# Donation crowdfunding · Switzerland

Which platform delivers the most of every franc to Swiss recipients — and what the tax rules expect from donors and fundraisers across 26 cantons.

Switzerland runs on TWINT: the homegrown mobile wallet is accepted by roughly 86% of Swiss online shops and now clears hundreds of millions of payments a year, charitable giving included. Because TWINT settles bank-to-bank at a low fee (around 1.3% for a QR-code donation), platforms that pass that cost through deliver far more of each franc to the recipient than those routing gifts over credit-card rails.

Swiss charities that hold public-benefit (gemeinnützig) status — often signalled by the voluntary ZEWO seal — can give donors a receipt that is deductible on income tax. But the donor and fundraiser sides of the tax question differ, and both turn on the canton, which is why this guide splits them below.

On the payments side the financial-market regulator is FINMA; charitable tax-exemption is granted by the cantonal and federal tax authorities. Donor data sits under the revised Federal Act on Data Protection (revFADP, in force since 2023) — broadly aligned with the GDPR — so platforms with Swiss or EEA data residency carry a lighter compliance burden.

## Facts

|  |  |
| --- | --- |
| Currency | CHF |
| Regulators | FINMA, Cantonal tax authorities, ZEWO |
| Payment methods | twint, card, bank-transfer, paypal |

## Platforms

1. **WhyDonate** — £98.35/£100 · EU/CH nonprofits — 0% fee, TWINT-ready
2. **iRaiser** — £97.85/£100 · Established European nonprofits, foundations, hospitals, and cultural institutions that want branded, self-hosted fundraising tools — forms, peer-to-peer, crowdfunding, and events — under their own identity.
3. **Leetchi** — £96.85/£100 · Group collections across the DACH region
4. **GoFundMe** — £96.80/£100 · Personal causes — broad brand reach
5. **Donorbox** — £94.55/£100 · Embeddable donation forms with Swiss receipts
6. **Fundraise Up** — £93.50/£100 · Mid-size and large nonprofits running international online fundraising that want to maximize donation conversion with modern wallets, local payment rails, and multi-currency checkout.
7. **GoGetFunding** — £92.80/£100 · Individual fundraisers running personal, medical, or emergency campaigns who prefer a fundraiser-paid platform fee over donor tipping, with broad international country availability.
8. **Chuffed** — £92.20/£100 · Nonprofits, social enterprises, and community-cause organisers in 29 supported countries who want a 100%-free, tip-funded platform and are willing to complete identity verification before launching.
9. **Steady** — £87.10/£100 · European creators, independent journalists, podcasters, and publishers who want recurring income from paying members rather than one-off donation campaigns.

## FAQ

### Which platforms work in Switzerland?

The platforms in the table above support TWINT and Swiss payouts. Swiss-focused options like wemakeit, Lokalhelden (Raiffeisen) and HappyPot sit alongside international platforms, and RaiseNow powers TWINT donation flows for many Swiss charities. Those that pass through the low TWINT fee deliver more of each franc than card-first platforms.

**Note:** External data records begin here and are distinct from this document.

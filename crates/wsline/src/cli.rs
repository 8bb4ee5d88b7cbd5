//! Command-line flags and how they layer over loaded settings.

use std::path::PathBuf;

use clap::{ArgGroup, Parser};
use wsline_core::constants::{NAME, VERSION};
use wsline_settings::WslineSettings;

/// Connect to a WebSocket server or listen for clients, line by line.
#[derive(Parser, Debug)]
#[command(name = NAME, version = VERSION, about)]
#[command(group(ArgGroup::new("mode").required(true).args(["listen", "connect"])))]
pub struct Cli {
    /// Listen on port.
    #[arg(short = 'l', long, value_name = "PORT")]
    pub listen: Option<u16>,

    /// Connect to a WebSocket server.
    #[arg(short = 'c', long, value_name = "URL")]
    pub connect: Option<String>,

    /// Enable debug log.
    #[arg(long)]
    pub debug: bool,

    /// Run without color.
    #[arg(long)]
    pub no_color: bool,

    /// Print a notification when a ping or pong is received.
    #[arg(short = 'P', long)]
    pub show_ping_pong: bool,

    /// Subprotocol to request (client) or require (server).
    #[arg(short = 's', long)]
    pub subprotocol: Option<String>,

    /// Settings file to load instead of `~/.wsline/settings.json`.
    #[arg(long, value_name = "PATH")]
    pub config: Option<PathBuf>,

    /// Address to bind when listening.
    #[arg(long, value_name = "HOST", help_heading = "Listen Options")]
    pub listen_host: Option<String>,

    /// Echo text frames back to the client.
    #[arg(long, help_heading = "Listen Options")]
    pub echo: bool,

    /// Origin header for the handshake.
    #[arg(short = 'o', long, help_heading = "Connect Options")]
    pub origin: Option<String>,

    /// Send this line after connecting, then exit.
    #[arg(short = 'x', long, value_name = "LINE", help_heading = "Connect Options")]
    pub execute: Option<String>,

    /// Seconds to wait for replies after `--execute`.
    #[arg(short = 'w', long, value_name = "SECS", help_heading = "Connect Options")]
    pub wait: Option<u64>,

    /// Host header override.
    #[arg(long, help_heading = "Connect Options")]
    pub host: Option<String>,

    /// Do not check for unauthorized certificates.
    #[arg(short = 'n', long, help_heading = "Connect Options")]
    pub no_check: bool,

    /// Set an HTTP header <name:value>. Repeat to set several.
    #[arg(
        short = 'H',
        long = "header",
        value_name = "NAME:VALUE",
        value_parser = parse_header,
        help_heading = "Connect Options"
    )]
    pub headers: Vec<(String, String)>,

    /// Add a basic HTTP authentication header <username:password>.
    #[arg(long, value_name = "USER:PASS", help_heading = "Connect Options")]
    pub auth: Option<String>,

    /// Enable control commands (/ping, /pong, /text, /binary, /close [code [reason]]).
    #[arg(long, help_heading = "Connect Options")]
    pub slash: bool,

    /// Control command prefix (implies --slash).
    #[arg(long, value_name = "CHAR", help_heading = "Connect Options")]
    pub prefix: Option<char>,
}

impl Cli {
    /// Overlay the flags that were given onto `settings`.
    pub fn apply(&self, settings: &mut WslineSettings) {
        if self.debug {
            settings.output.debug = true;
        }
        if self.no_color {
            settings.output.color = false;
        }
        if self.show_ping_pong {
            settings.client.show_control_frames = true;
            settings.server.show_control_frames = true;
        }
        if let Some(subprotocol) = &self.subprotocol {
            settings.client.subprotocol = Some(subprotocol.clone());
            settings.server.subprotocol = Some(subprotocol.clone());
        }

        if let Some(port) = self.listen {
            settings.server.port = port;
        }
        if let Some(host) = &self.listen_host {
            settings.server.host.clone_from(host);
        }
        if self.echo {
            settings.server.echo = true;
        }

        let client = &mut settings.client;
        if self.origin.is_some() {
            client.origin.clone_from(&self.origin);
        }
        if self.execute.is_some() {
            client.execute.clone_from(&self.execute);
        }
        if let Some(wait) = self.wait {
            client.wait_secs = wait;
        }
        if self.host.is_some() {
            client.host.clone_from(&self.host);
        }
        if self.no_check {
            client.no_tls_check = true;
        }
        for (name, value) in &self.headers {
            let _ = client.headers.insert(name.clone(), value.clone());
        }
        if self.auth.is_some() {
            client.auth.clone_from(&self.auth);
        }
        if self.slash {
            client.slash_commands = true;
        }
        if let Some(prefix) = self.prefix {
            client.control_prefix = prefix;
            client.slash_commands = true;
        }
    }
}

/// Parse `name:value`. Surrounding whitespace is trimmed from both parts.
fn parse_header(raw: &str) -> Result<(String, String), String> {
    let (name, value) = raw
        .split_once(':')
        .ok_or_else(|| format!("expected <name:value>, got \"{raw}\""))?;
    let name = name.trim();
    if name.is_empty() {
        return Err(format!("empty header name in \"{raw}\""));
    }
    Ok((name.to_string(), value.trim().to_string()))
}
//! Settings type definitions.
//!
//! All types use `#[serde(rename_all = "camelCase")]` on disk and implement
//! [`Default`]. Every struct is `#[serde(default)]` so partial JSON works.

mod client;
mod output;
mod server;

pub use client::*;
pub use output::*;
pub use server::*;

use serde::{Deserialize, Serialize};

use crate::errors::{Result, SettingsError};

/// Root settings type.
///
/// ```json
/// {
///   "client": { "waitSecs": 5, "slashCommands": true },
///   "server": { "echo": true },
///   "output": { "color": false }
/// }
/// ```
#[derive(Clone, Debug, Default, PartialEq, Eq, Serialize, Deserialize)]
#[serde(rename_all = "camelCase", default)]
pub struct WslineSettings {
    /// Connect-mode settings.
    pub client: ClientSettings,
    /// Listen-mode settings.
    pub server: ServerSettings,
    /// Operator output settings.
    pub output: OutputSettings,
}

impl WslineSettings {
    /// Reject values that deserialize fine but cannot be used.
    pub fn validate(&self) -> Result<()> {
        if self.client.control_prefix.is_whitespace() {
            return Err(SettingsError::InvalidValue(
                "client.controlPrefix must not be whitespace".into(),
            ));
        }
        if self.client.handshake_timeout_secs == 0 {
            return Err(SettingsError::InvalidValue(
                "client.handshakeTimeoutSecs must be at least 1".into(),
            ));
        }
        if self.client.write_timeout_secs == 0 || self.server.write_timeout_secs == 0 {
            return Err(SettingsError::InvalidValue(
                "writeTimeoutSecs must be at least 1".into(),
            ));
        }
        if !self.server.path.starts_with('/') {
            return Err(SettingsError::InvalidValue(format!(
                "server.path must start with '/': {}",
                self.server.path
            )));
        }
        Ok(())
    }
}

#[cfg(test)]
mod tests {
    use super::*;
    use assert_matches::assert_matches;

    #[test]
    fn serde_roundtrip() {
        let settings = WslineSettings::default();
        let json = serde_json::to_string(&settings).unwrap();
        let back: WslineSettings = serde_json::from_str(&json).unwrap();
        assert_eq!(back, settings);
    }

    #[test]
    fn json_field_names_are_camel_case() {
        let json = serde_json::to_value(WslineSettings::default()).unwrap();
        assert!(json["client"].get("waitSecs").is_some());
        assert!(json["client"].get("noTlsCheck").is_some());
        assert!(json["client"].get("controlPrefix").is_some());
        assert!(json["server"].get("showControlFrames").is_some());
    }

    #[test]
    fn partial_json_fills_defaults() {
        let settings: WslineSettings =
            serde_json::from_str(r#"{"client": {"waitSecs": 9}}"#).unwrap();
        assert_eq!(settings.client.wait_secs, 9);
        assert_eq!(settings.client.write_timeout_secs, 5);
        assert_eq!(settings.server, ServerSettings::default());
    }

    #[test]
    fn validate_rejects_whitespace_prefix() {
        let mut settings = WslineSettings::default();
        settings.client.control_prefix = ' ';
        assert_matches!(settings.validate(), Err(SettingsError::InvalidValue(_)));
    }

    #[test]
    fn validate_rejects_relative_path() {
        let mut settings = WslineSettings::default();
        settings.server.path = "ws".into();
        assert_matches!(settings.validate(), Err(SettingsError::InvalidValue(m)) if m.contains("ws"));
    }

    #[test]
    fn validate_rejects_zero_timeouts() {
        let mut settings = WslineSettings::default();
        settings.client.handshake_timeout_secs = 0;
        assert!(settings.validate().is_err());

        let mut settings = WslineSettings::default();
        settings.server.write_timeout_secs = 0;
        assert!(settings.validate().is_err());
    }
}
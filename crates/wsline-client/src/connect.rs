//! Connect path: URL validation, handshake request, and the handshake itself.

use base64::Engine as _;
use base64::engine::general_purpose::STANDARD;
use tokio::net::TcpStream;
use tokio_tungstenite::tungstenite::client::IntoClientRequest;
use tokio_tungstenite::tungstenite::error::ProtocolError;
use tokio_tungstenite::tungstenite::handshake::client::{Request, Response};
use tokio_tungstenite::tungstenite::http::header::{
    AUTHORIZATION, HOST, ORIGIN, SEC_WEBSOCKET_PROTOCOL,
};
use tokio_tungstenite::tungstenite::http::{HeaderMap, HeaderName, HeaderValue};
use tokio_tungstenite::{Connector, MaybeTlsStream, WebSocketStream, tungstenite};
use tracing::{debug, instrument};
use url::Url;
use wsline_settings::ClientSettings;

use crate::errors::ConnectError;
use crate::tls;

/// Client WebSocket stream over plain TCP or TLS.
pub type ClientStream = WebSocketStream<MaybeTlsStream<TcpStream>>;

/// Validate a connect target and normalize `http(s)` to `ws(s)`.
pub fn parse_connect_url(raw: &str) -> Result<Url, ConnectError> {
    let mut url = match Url::parse(raw) {
        Ok(url) => url,
        Err(url::ParseError::RelativeUrlWithoutBase) => {
            return Err(ConnectError::MissingScheme(raw.to_string()));
        }
        Err(url::ParseError::EmptyHost) => {
            return Err(ConnectError::MissingHost(raw.to_string()));
        }
        Err(_) => return Err(ConnectError::InvalidUrl(raw.to_string())),
    };

    if url.host_str().is_none_or(str::is_empty) {
        return Err(ConnectError::MissingHost(raw.to_string()));
    }

    let scheme = match url.scheme() {
        "ws" | "wss" => None,
        "http" => Some("ws"),
        "https" => Some("wss"),
        _ => return Err(ConnectError::MalformedScheme(raw.to_string())),
    };
    if let Some(scheme) = scheme {
        url.set_scheme(scheme)
            .map_err(|()| ConnectError::MalformedScheme(raw.to_string()))?;
    }

    Ok(url)
}

/// Build the handshake request with the configured headers.
///
/// Custom headers are applied after `Origin` and `Host`, so they can override
/// them; `Authorization` and the subprotocol header are applied last.
pub fn build_request(url: &Url, settings: &ClientSettings) -> Result<Request, ConnectError> {
    let mut request = url
        .as_str()
        .into_client_request()
        .map_err(|_| ConnectError::InvalidUrl(url.to_string()))?;
    let headers = request.headers_mut();

    if let Some(origin) = &settings.origin {
        insert(headers, ORIGIN, origin)?;
    }
    if let Some(host) = &settings.host {
        insert(headers, HOST, host)?;
    }
    for (name, value) in &settings.headers {
        let header = HeaderName::from_bytes(name.as_bytes()).map_err(|e| {
            ConnectError::InvalidHeader {
                name: name.clone(),
                reason: e.to_string(),
            }
        })?;
        insert(headers, header, value)?;
    }
    if let Some(auth) = &settings.auth {
        insert(
            headers,
            AUTHORIZATION,
            &format!("Basic {}", STANDARD.encode(auth)),
        )?;
    }
    if let Some(subprotocol) = &settings.subprotocol {
        insert(headers, SEC_WEBSOCKET_PROTOCOL, subprotocol)?;
    }

    Ok(request)
}

fn insert(headers: &mut HeaderMap, name: HeaderName, value: &str) -> Result<(), ConnectError> {
    let value = HeaderValue::from_str(value).map_err(|e| ConnectError::InvalidHeader {
        name: name.to_string(),
        reason: e.to_string(),
    })?;
    let _ = headers.insert(name, value);
    Ok(())
}

/// Perform the opening handshake, bounded by the configured timeout.
#[instrument(skip_all, fields(url = %url))]
pub async fn connect(
    url: &Url,
    settings: &ClientSettings,
) -> Result<(ClientStream, Response), ConnectError> {
    let request = build_request(url, settings)?;
    let connector = Connector::Rustls(tls::client_config(settings.no_tls_check)?);
    let timeout = settings.handshake_timeout();

    let handshake =
        tokio_tungstenite::connect_async_tls_with_config(request, None, false, Some(connector));

    let (stream, response) = match tokio::time::timeout(timeout, handshake).await {
        Err(_) => {
            return Err(ConnectError::HandshakeTimeout {
                url: url.to_string(),
                timeout,
            });
        }
        Ok(Err(tungstenite::Error::Protocol(ProtocolError::SecWebSocketSubProtocolError(e)))) => {
            debug!(error = %e, "subprotocol negotiation failed");
            return Err(ConnectError::MissingSubprotocol(
                settings.subprotocol.clone().unwrap_or_default(),
            ));
        }
        Ok(Err(e)) => {
            return Err(ConnectError::Handshake {
                url: url.to_string(),
                reason: e.to_string(),
            });
        }
        Ok(Ok(pair)) => pair,
    };

    debug!(status = %response.status(), "handshake complete");
    check_subprotocol(settings.subprotocol.as_deref(), &response)?;
    Ok((stream, response))
}

/// Enforce that a requested subprotocol was echoed by the server.
pub fn check_subprotocol(required: Option<&str>, response: &Response) -> Result<(), ConnectError> {
    let Some(required) = required else {
        return Ok(());
    };
    let selected = response
        .headers()
        .get(SEC_WEBSOCKET_PROTOCOL)
        .and_then(|v| v.to_str().ok());
    if selected == Some(required) {
        Ok(())
    } else {
        Err(ConnectError::MissingSubprotocol(required.to_string()))
    }
}

#[cfg(test)]
mod tests {
    use super::*;
    use assert_matches::assert_matches;

    // ── parse_connect_url ───────────────────────────────────────────

    #[test]
    fn ws_and_wss_pass_through() {
        assert_eq!(
            parse_connect_url("ws://localhost:8080/chat").unwrap().as_str(),
            "ws://localhost:8080/chat"
        );
        assert_eq!(parse_connect_url("wss://example.com").unwrap().scheme(), "wss");
    }

    #[test]
    fn http_schemes_are_rewritten() {
        let url = parse_connect_url("http://example.com/x?y=1").unwrap();
        assert_eq!(url.as_str(), "ws://example.com/x?y=1");
        let url = parse_connect_url("https://example.com:8443/").unwrap();
        assert_eq!(url.as_str(), "wss://example.com:8443/");
    }

    #[test]
    fn missing_scheme() {
        assert_matches!(
            parse_connect_url("example.com/path"),
            Err(ConnectError::MissingScheme(u)) if u == "example.com/path"
        );
    }

    #[test]
    fn missing_host() {
        assert_matches!(parse_connect_url("ws://"), Err(ConnectError::MissingHost(_)));
        assert_matches!(parse_connect_url("localhost:8080"), Err(ConnectError::MissingHost(_)));
    }

    #[test]
    fn malformed_scheme() {
        assert_matches!(
            parse_connect_url("ftp://example.com"),
            Err(ConnectError::MalformedScheme(_))
        );
        assert_matches!(
            parse_connect_url("httpx://example.com"),
            Err(ConnectError::MalformedScheme(_))
        );
    }

    #[test]
    fn invalid_url() {
        assert_matches!(parse_connect_url("ws://[::1"), Err(ConnectError::InvalidUrl(_)));
    }

    // ── build_request ───────────────────────────────────────────────

    fn url() -> Url {
        parse_connect_url("ws://localhost:9000/").unwrap()
    }

    #[test]
    fn default_request_has_no_custom_headers() {
        let request = build_request(&url(), &ClientSettings::default()).unwrap();
        assert!(request.headers().get(ORIGIN).is_none());
        assert!(request.headers().get(AUTHORIZATION).is_none());
        assert!(request.headers().get(SEC_WEBSOCKET_PROTOCOL).is_none());
    }

    #[test]
    fn configured_headers_are_applied() {
        let mut settings = ClientSettings {
            origin: Some("http://origin.test".into()),
            host: Some("virtual.test".into()),
            auth: Some("user:pass".into()),
            subprotocol: Some("chat".into()),
            ..ClientSettings::default()
        };
        let _ = settings.headers.insert("X-Trace".into(), "abc".into());

        let request = build_request(&url(), &settings).unwrap();
        let headers = request.headers();
        assert_eq!(headers[ORIGIN], "http://origin.test");
        assert_eq!(headers[HOST], "virtual.test");
        assert_eq!(headers["x-trace"], "abc");
        assert_eq!(headers[AUTHORIZATION], "Basic dXNlcjpwYXNz");
        assert_eq!(headers[SEC_WEBSOCKET_PROTOCOL], "chat");
    }

    #[test]
    fn custom_header_overrides_origin() {
        let mut settings = ClientSettings {
            origin: Some("http://a.test".into()),
            ..ClientSettings::default()
        };
        let _ = settings.headers.insert("Origin".into(), "http://b.test".into());

        let request = build_request(&url(), &settings).unwrap();
        assert_eq!(request.headers()[ORIGIN], "http://b.test");
    }

    #[test]
    fn invalid_header_name() {
        let mut settings = ClientSettings::default();
        let _ = settings.headers.insert("bad header".into(), "v".into());
        assert_matches!(
            build_request(&url(), &settings),
            Err(ConnectError::InvalidHeader { name, .. }) if name == "bad header"
        );
    }

    #[test]
    fn invalid_header_value() {
        let settings = ClientSettings {
            origin: Some("line\nbreak".into()),
            ..ClientSettings::default()
        };
        assert_matches!(
            build_request(&url(), &settings),
            Err(ConnectError::InvalidHeader { .. })
        );
    }

    // ── check_subprotocol ───────────────────────────────────────────

    fn response_with(protocol: Option<&str>) -> Response {
        let mut builder = tungstenite::http::Response::builder().status(101);
        if let Some(p) = protocol {
            builder = builder.header(SEC_WEBSOCKET_PROTOCOL, p);
        }
        builder.body(None).unwrap()
    }

    #[test]
    fn subprotocol_not_required() {
        assert!(check_subprotocol(None, &response_with(None)).is_ok());
    }

    #[test]
    fn subprotocol_echoed() {
        assert!(check_subprotocol(Some("chat"), &response_with(Some("chat"))).is_ok());
    }

    #[test]
    fn subprotocol_missing_or_different() {
        assert_matches!(
            check_subprotocol(Some("chat"), &response_with(None)),
            Err(ConnectError::MissingSubprotocol(p)) if p == "chat"
        );
        assert_matches!(
            check_subprotocol(Some("chat"), &response_with(Some("superchat"))),
            Err(ConnectError::MissingSubprotocol(_))
        );
    }
}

### Are donations tax-deductible in Switzerland?

Yes, if the recipient is a Swiss tax-exempt (public-benefit) organisation. At federal level you can deduct once your annual giving exceeds CHF 100, up to 20% of net income; cantonal caps vary from about 5% (Neuchâtel) to unlimited (Basel-Landschaft). Gifts to individuals or private campaigns are not deductible.

### Will I be taxed on money I raise?

There is no federal gift tax, but most cantons levy one on the recipient based on the donor’s canton. Spouses and direct descendants are generally exempt, and small occasional gifts are usually allowance-free (e.g. CHF 5,000 in Zürich). Many small public gifts for a genuine cause are typically untaxed, and a recognised charity is exempt. If donors get goods or services back, it may be income or VAT instead.

### What’s the cheapest way to receive donations here?

A platform that passes through TWINT’s low fee. On a CHF 100 gift a ~1.3% TWINT fee beats typical card percentages, so the method matters as much as the platform brand.